#### Work instruction:
Output exactly the lines spanning from the line containing "assert!(matches!(load_config(&path), Err(AppError::Config(_))));" to the last line of the entries, inclusive.
[[ Provided records, beginning ]]
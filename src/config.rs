// src/config.rs

//! Configuration loading utilities.
//!
//! The TOML file is optional; credentials and the search URL come from the
//! environment on top of it.

use std::path::Path;

use crate::error::{AppError, Result};
use crate::models::Config;

/// Load configuration from `path` and overlay the environment.
///
/// A missing file falls back to defaults. A file that exists but cannot be
/// parsed is an error.
pub fn load_config(path: &Path) -> Result<Config> {
    let mut config = if path.exists() {
        let config = Config::load(path)
            .map_err(|e| AppError::config(format!("{}: {e}", path.display())))?;
        log::info!("Loaded configuration from {}", path.display());
        config
    } else {
        log::info!("No config file at {}, using defaults", path.display());
        Config::default()
    };

    config.apply_env();
    Ok(config)
}

/// Load and validate configuration.
pub fn load_validated(path: &Path) -> Result<Config> {
    let config = load_config(path)?;
    config.validate()?;
    Ok(config)
}

#[cfg(test)]
mod tests {
    use super::*;
    use tempfile::TempDir;

    #[test]
    fn test_missing_file_uses_defaults() {
        let tmp = TempDir::new().unwrap();
        let config = load_config(&tmp.path().join("harvester.toml")).unwrap();
        assert_eq!(config.source.start_page, 1);
    }

    #[test]
    fn test_malformed_file_is_an_error() {
        let tmp = TempDir::new().unwrap();
        let path = tmp.path().join("harvester.toml");
        std::fs::write(&path, "[source\nstart_page = ").unwrap();
        assert!(matches!(load_config(&path), Err(AppError::Config(_))));
    }

    #[test]
    fn test_file_values_are_loaded() {
        let tmp = TempDir::new().unwrap();
        let path = tmp.path().join("harvester.toml");
        std::fs::write(&path, "[source]\nstart_page = 4\nmax_downloads = 10\n").unwrap();

        let config = load_config(&path).unwrap();
        assert_eq!(config.source.start_page, 4);
        assert_eq!(config.source.max_downloads, Some(10));
    }
}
[[ Provided records, end ]]
#### Response to the exercise:
        assert!(matches!(load_config(&path), Err(AppError::Config(_))));
    }

    #[test]
    fn test_file_values_are_loaded() {
        let tmp = TempDir::new().unwrap();
        let path = tmp.path().join("harvester.toml");
        std::fs::write(&path, "[source]\nstart_page = 4\nmax_downloads = 10\n").unwrap();

        let config = load_config(&path).unwrap();
        assert_eq!(config.source.start_page, 4);
        assert_eq!(config.source.max_downloads, Some(10));
    }
}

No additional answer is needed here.